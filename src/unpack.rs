//! Unpacking of raw pixel data samples.
//!
//! This module converts the packed byte stream of a _Pixel Data_ attribute
//! into one integer sample per pixel, honoring _Bits Allocated_,
//! _Bits Stored_, _High Bit_ and _Pixel Representation_. Samples may be
//! stored with arbitrary bit widths (1–32 bits, not necessarily a power of
//! two) and are sign-extended when the pixel representation says so.

use byteorder::{ByteOrder, LittleEndian};
use tracing::debug;

use crate::pixel::{maxval, PixelBuffer, Representation, Sample};
use crate::{EmptyPixelDataSnafu, Error, InvalidPixelDescriptionSnafu};
use snafu::ensure;

/// Description of how samples are packed into the raw pixel data buffer.
#[derive(Debug, Copy, Clone, PartialEq, Eq)]
pub struct PixelDescription {
    bits_allocated: u16,
    bits_stored: u16,
    high_bit: u16,
    signed: bool,
}

impl PixelDescription {
    /// Create a new pixel description.
    ///
    /// Fails if `bits_stored` is zero or exceeds 32 bits,
    /// if `bits_stored > bits_allocated`,
    /// or if `high_bit + 1 < bits_stored`.
    pub fn new(
        bits_allocated: u16,
        bits_stored: u16,
        high_bit: u16,
        signed: bool,
    ) -> Result<Self, Error> {
        ensure!(
            bits_stored > 0
                && bits_stored <= 32
                && bits_allocated >= bits_stored
                && bits_allocated <= 32
                && high_bit + 1 >= bits_stored,
            InvalidPixelDescriptionSnafu {
                bits_allocated,
                bits_stored,
                high_bit,
            }
        );
        Ok(PixelDescription {
            bits_allocated,
            bits_stored,
            high_bit,
            signed,
        })
    }

    /// The number of bits allocated for each sample.
    pub fn bits_allocated(&self) -> u16 {
        self.bits_allocated
    }

    /// The number of bits effectively stored for each sample.
    pub fn bits_stored(&self) -> u16 {
        self.bits_stored
    }

    /// The position of the high bit within the allocated bits.
    pub fn high_bit(&self) -> u16 {
        self.high_bit
    }

    /// Whether samples are in two's complement representation.
    pub fn is_signed(&self) -> bool {
        self.signed
    }

    /// The representation samples are unpacked into.
    pub fn representation(&self) -> Representation {
        Representation::for_bits(self.bits_stored, self.signed)
    }

    /// Distance (in bits) from the bottom of the allocated cell
    /// to the least significant stored bit.
    fn value_offset(&self) -> u16 {
        let shift = self.high_bit + 1 - self.bits_stored;
        // malformed high bit: fall back to a right-aligned value
        if shift + self.bits_stored > self.bits_allocated {
            self.bits_allocated - self.bits_stored
        } else {
            shift
        }
    }
}

/// Unpacked samples plus their observed and absolute value bounds.
#[derive(Debug, Clone)]
pub struct SampleData {
    buffer: PixelBuffer,
    bits: u16,
    min: f64,
    max: f64,
    abs_min: f64,
    abs_max: f64,
}

impl SampleData {
    /// Unpack all samples from a raw pixel data buffer.
    ///
    /// The number of samples is the total bit length divided by
    /// _Bits Allocated_, rounded down; a trailing partial sample is
    /// discarded. Fails only on an empty input buffer.
    pub fn unpack(data: &[u8], desc: &PixelDescription) -> Result<Self, Error> {
        ensure!(!data.is_empty(), EmptyPixelDataSnafu);
        let (abs_min, abs_max) = if desc.signed {
            (
                -(maxval(desc.bits_stored - 1) as f64) - 1.0,
                maxval(desc.bits_stored - 1) as f64,
            )
        } else {
            (0.0, maxval(desc.bits_stored) as f64)
        };
        let abs_range = (abs_max - abs_min + 1.0) as usize;
        let (buffer, min, max) = match desc.representation() {
            Representation::U8 => unpack_to(data, desc, abs_min, abs_range, PixelBuffer::U8),
            Representation::S8 => unpack_to(data, desc, abs_min, abs_range, PixelBuffer::S8),
            Representation::U16 => unpack_to(data, desc, abs_min, abs_range, PixelBuffer::U16),
            Representation::S16 => unpack_to(data, desc, abs_min, abs_range, PixelBuffer::S16),
            Representation::U32 => unpack_to(data, desc, abs_min, abs_range, PixelBuffer::U32),
            Representation::S32 => unpack_to(data, desc, abs_min, abs_range, PixelBuffer::S32),
        };
        Ok(SampleData {
            buffer,
            bits: desc.bits_stored,
            min,
            max,
            abs_min,
            abs_max,
        })
    }

    /// The unpacked sample buffer.
    pub fn buffer(&self) -> &PixelBuffer {
        &self.buffer
    }

    /// Take the unpacked sample buffer out of this object.
    pub fn into_buffer(self) -> PixelBuffer {
        self.buffer
    }

    /// The number of unpacked samples.
    pub fn len(&self) -> usize {
        self.buffer.len()
    }

    /// Whether no samples were unpacked.
    pub fn is_empty(&self) -> bool {
        self.buffer.is_empty()
    }

    /// The effective bit depth of the samples.
    pub fn bits(&self) -> u16 {
        self.bits
    }

    /// The smallest sample value present in the data.
    pub fn min_value(&self) -> f64 {
        self.min
    }

    /// The largest sample value present in the data.
    pub fn max_value(&self) -> f64 {
        self.max
    }

    /// The smallest representable sample value.
    pub fn abs_minimum(&self) -> f64 {
        self.abs_min
    }

    /// The largest representable sample value.
    pub fn abs_maximum(&self) -> f64 {
        self.abs_max
    }

    /// The number of representable sample values.
    pub fn abs_max_range(&self) -> f64 {
        self.abs_max - self.abs_min + 1.0
    }

    /// Observed minimum and maximum of a sub-range of the samples,
    /// e.g. of a single frame.
    pub fn min_max_of_range(&self, start: usize, count: usize) -> Option<(f64, f64)> {
        let abs_range = self.abs_max_range() as usize;
        crate::pixel::with_samples!(&self.buffer, |samples| {
            let end = start.checked_add(count)?.min(samples.len());
            if start >= end {
                return None;
            }
            Some(determine_min_max(
                &samples[start..end],
                self.abs_min,
                abs_range,
            ))
        })
    }
}

fn unpack_to<T: Sample>(
    data: &[u8],
    desc: &PixelDescription,
    abs_min: f64,
    abs_range: usize,
    wrap: impl FnOnce(Vec<T>) -> PixelBuffer,
) -> (PixelBuffer, f64, f64) {
    let samples: Vec<T> = match desc.bits_allocated {
        8 => convert_words(data.iter().map(|&b| b as u64), desc),
        16 => convert_words(
            data.chunks_exact(2).map(|c| LittleEndian::read_u16(c) as u64),
            desc,
        ),
        32 => convert_words(
            data.chunks_exact(4).map(|c| LittleEndian::read_u32(c) as u64),
            desc,
        ),
        _ => convert_bitstream(data, desc),
    };
    let (min, max) = determine_min_max(&samples, abs_min, abs_range);
    (wrap(samples), min, max)
}

/// Extract one sample per storage word (8, 16 or 32 bits allocated).
fn convert_words<T: Sample>(words: impl Iterator<Item = u64>, desc: &PixelDescription) -> Vec<T> {
    let stored = desc.bits_stored;
    let shift = desc.value_offset();
    if stored == desc.bits_allocated {
        debug!("unpacking samples: direct copy ({} bits)", stored);
    } else {
        debug!(
            "unpacking samples: shift by {} and mask to {} bits",
            shift, stored
        );
    }
    let mask = maxval(stored);
    words
        .map(|w| narrow_sample((w >> shift) & mask, stored, desc.signed))
        .collect()
}

/// Extract samples from a stream of arbitrarily aligned cells,
/// e.g. 12 bits allocated. A bit cursor walks the buffer, taking
/// `bits_stored` bits per sample and skipping the padding gap.
fn convert_bitstream<T: Sample>(data: &[u8], desc: &PixelDescription) -> Vec<T> {
    debug!(
        "unpacking samples: general bit cursor ({} bits allocated, {} stored)",
        desc.bits_allocated, desc.bits_stored
    );
    let alloc = desc.bits_allocated as u64;
    let stored = desc.bits_stored;
    let offset = desc.value_offset() as u64;
    let total_bits = data.len() as u64 * 8;
    let count = (total_bits / alloc) as usize;
    let mut samples = Vec::with_capacity(count);
    for i in 0..count {
        let start = i as u64 * alloc + offset;
        if start + stored as u64 > total_bits {
            break;
        }
        samples.push(narrow_sample(read_bits(data, start, stored), stored, desc.signed));
    }
    samples
}

/// Read `count` bits starting at absolute bit position `start`,
/// least significant bit first within each byte.
fn read_bits(data: &[u8], start: u64, count: u16) -> u64 {
    let mut value = 0u64;
    let mut got = 0u16;
    let mut pos = start;
    while got < count {
        let byte = data[(pos / 8) as usize] as u64;
        let bit = (pos % 8) as u16;
        let take = (8 - bit).min(count - got);
        value |= ((byte >> bit) & maxval(take)) << got;
        got += take;
        pos += u64::from(take);
    }
    value
}

/// Narrow a masked raw value to the target sample type,
/// expanding the sign when the top stored bit is set.
#[inline]
fn narrow_sample<T: Sample>(raw: u64, stored: u16, signed: bool) -> T {
    let value = if signed && raw & (1 << (stored - 1)) != 0 {
        raw as i64 - (1i64 << stored)
    } else {
        raw as i64
    };
    T::from(value).unwrap_or(T::ZERO)
}

/// Determine the observed minimum and maximum sample values.
///
/// When the sample type is at most 16 bits wide and the buffer is large
/// compared to the value domain, a presence table over all possible values
/// is filled first and scanned from both ends, instead of comparing every
/// sample.
pub(crate) fn determine_min_max<T: Sample>(
    samples: &[T],
    abs_min: f64,
    abs_range: usize,
) -> (f64, f64) {
    if samples.is_empty() {
        return (0.0, 0.0);
    }
    if std::mem::size_of::<T>() <= 2 && samples.len() > 3 * abs_range {
        debug!(
            "determining min/max with a presence table ({} entries)",
            abs_range
        );
        let mut present = vec![false; abs_range];
        for sample in samples {
            let index = (sample.to_f64().unwrap_or(0.0) - abs_min) as usize;
            if let Some(slot) = present.get_mut(index) {
                *slot = true;
            }
        }
        let min = present.iter().position(|&p| p).unwrap_or(0);
        let max = present.iter().rposition(|&p| p).unwrap_or(0);
        (min as f64 + abs_min, max as f64 + abs_min)
    } else {
        let mut min = samples[0];
        let mut max = samples[0];
        for &sample in &samples[1..] {
            if sample < min {
                min = sample;
            } else if sample > max {
                max = sample;
            }
        }
        (
            min.to_f64().unwrap_or(0.0),
            max.to_f64().unwrap_or(0.0),
        )
    }
}
use std::cmp::Ordering;

use crate::tmux::Session;

/// Keep sessions whose name contains `query` (case-insensitive) and order
/// them: attached first, then most recent activity, then name.
///
/// An empty query keeps everything. The sort is stable.
pub fn filter_and_rank(sessions: Vec<Session>, query: &str) -> Vec<Session> {
    let needle = query.to_lowercase();

    let mut matched: Vec<Session> = sessions
        .into_iter()
        .filter(|s| needle.is_empty() || s.name.to_lowercase().contains(&needle))
        .collect();

    matched.sort_by(rank_order);
    matched
}

/// Attached before detached, newer activity first, then case-insensitive name
pub fn rank_order(a: &Session, b: &Session) -> Ordering {
    b.attached
        .cmp(&a.attached)
        .then_with(|| b.activity_at.cmp(&a.activity_at))
        .then_with(|| a.name.to_lowercase().cmp(&b.name.to_lowercase()))
}

#[cfg(test)]
mod tests {
    use super::*;
    use pretty_assertions::assert_eq;

    fn session(name: &str, attached: bool, activity_at: i64) -> Session {
        Session {
            name: name.to_string(),
            windows: 1,
            created_at: 0,
            attached,
            activity_at,
        }
    }

    fn names(sessions: &[Session]) -> Vec<&str> {
        sessions.iter().map(|s| s.name.as_str()).collect()
    }

    #[test]
    fn test_empty_query_keeps_all() {
        let sessions = vec![session("a", false, 1), session("b", false, 2)];
        assert_eq!(filter_and_rank(sessions, "").len(), 2);
    }

    #[test]
    fn test_filter_is_case_insensitive_substring() {
        let sessions = vec![
            session("Work", false, 1),
            session("homework", false, 2),
            session("notes", false, 3),
        ];
        let ranked = filter_and_rank(sessions, "WORK");
        assert_eq!(names(&ranked), vec!["homework", "Work"]);
    }

    #[test]
    fn test_no_match() {
        let sessions = vec![session("work", true, 1)];
        assert!(filter_and_rank(sessions, "zzz").is_empty());
    }

    #[test]
    fn test_attached_before_more_recent_detached() {
        let sessions = vec![
            session("fresh", false, 2_000),
            session("inuse", true, 1_000),
        ];
        let ranked = filter_and_rank(sessions, "");
        assert_eq!(names(&ranked), vec!["inuse", "fresh"]);
    }

    #[test]
    fn test_full_ordering() {
        let sessions = vec![
            session("delta", false, 10),
            session("Bravo", true, 5),
            session("alpha", true, 5),
            session("charlie", true, 9),
            session("echo", false, 30),
            session("Foxtrot", false, 10),
        ];
        let ranked = filter_and_rank(sessions, "");
        assert_eq!(
            names(&ranked),
            vec!["charlie", "alpha", "Bravo", "echo", "delta", "Foxtrot"]
        );

        for pair in ranked.windows(2) {
            assert_ne!(rank_order(&pair[0], &pair[1]), Ordering::Greater);
        }
    }

    #[test]
    fn test_ranking_is_idempotent() {
        let sessions = vec![
            session("b", false, 3),
            session("a", true, 1),
            session("c", false, 3),
            session("d", true, 7),
        ];
        let once = filter_and_rank(sessions, "");
        let twice = filter_and_rank(once.clone(), "");
        assert_eq!(once, twice);
    }
}
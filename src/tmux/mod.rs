mod client;
mod error;
mod names;

pub use client::{parse_session_line, parse_session_list, TmuxClient, DEFAULT_TIMEOUT, LIST_FORMAT};
pub use error::TmuxError;
pub use names::{is_valid_name, INVALID_NAME_CHARS};

use chrono::{DateTime, Utc};

use crate::time::format_relative;

/// Represents a tmux session as reported by `list-sessions`
#[derive(Debug, Clone, PartialEq, Eq)]
pub struct Session {
    /// Session name
    pub name: String,
    /// Number of windows in the session
    pub windows: u32,
    /// Unix timestamp when session was created
    pub created_at: i64,
    /// Whether a client is attached
    pub attached: bool,
    /// Unix timestamp of the last activity
    pub activity_at: i64,
}

impl Session {
    /// Status indicator shown in the subtitle
    pub fn status_label(&self) -> &'static str {
        if self.attached {
            "🟢 attached"
        } else {
            "⚪ detached"
        }
    }

    pub fn created_ago(&self, now: DateTime<Utc>) -> String {
        format_relative(self.created_at, now)
    }

    pub fn activity_ago(&self, now: DateTime<Utc>) -> String {
        format_relative(self.activity_at, now)
    }

    /// One-line summary: status, window count and both ages
    pub fn subtitle(&self, now: DateTime<Utc>) -> String {
        format!(
            "{} • {} windows • created {} • active {}",
            self.status_label(),
            self.windows,
            self.created_ago(now),
            self.activity_ago(now)
        )
    }
}

#[cfg(test)]
mod tests {
    use super::*;

    #[test]
    fn test_subtitle() {
        let now = DateTime::from_timestamp(1_700_007_200, 0).unwrap();
        let session = Session {
            name: "work".to_string(),
            windows: 3,
            created_at: 1_700_000_000,
            attached: true,
            activity_at: 1_700_003_600,
        };

        assert_eq!(
            session.subtitle(now),
            "🟢 attached • 3 windows • created 2h ago • active 1h ago"
        );
    }

    #[test]
    fn test_detached_label() {
        let session = Session {
            name: "idle".to_string(),
            windows: 1,
            created_at: 0,
            attached: false,
            activity_at: 0,
        };
        assert_eq!(session.status_label(), "⚪ detached");
    }
}
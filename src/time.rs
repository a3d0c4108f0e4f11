use chrono::{DateTime, Datelike, Utc};

/// Format a unix timestamp as a coarse age relative to `now`
/// ("3d ago", "2h ago", "5m ago", "just now").
///
/// Returns "unknown" when the timestamp falls outside years 1 through 9999.
pub fn format_relative(timestamp: i64, now: DateTime<Utc>) -> String {
    let Some(then) = DateTime::from_timestamp(timestamp, 0) else {
        return "unknown".to_string();
    };
    if !(1..=9999).contains(&then.year()) {
        return "unknown".to_string();
    }

    let delta = now.signed_duration_since(then);

    if delta.num_days() > 0 {
        return format!("{}d ago", delta.num_days());
    }
    if delta.num_hours() > 0 {
        return format!("{}h ago", delta.num_hours());
    }
    if delta.num_minutes() > 0 {
        return format!("{}m ago", delta.num_minutes());
    }

    // Also covers timestamps in the future (clock skew)
    "just now".to_string()
}
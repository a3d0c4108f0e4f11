//! List, filter and rank tmux sessions and render them as launcher
//! script-filter items.

pub mod actions;
pub mod alfred;
pub mod app;
pub mod filter;
pub mod time;
pub mod tmux;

+++

Looking at the data above, write out exactly the lines that start at the one containing "within each byte." and end at the one containing "while got <"; include both and nothing beyond.

/// least significant bit first within each byte.
fn read_bits(data: &[u8], start: u64, count: u16) -> u64 {
    let mut value = 0u64;
    let mut got = 0u16;
    let mut pos = start;
    while got < count {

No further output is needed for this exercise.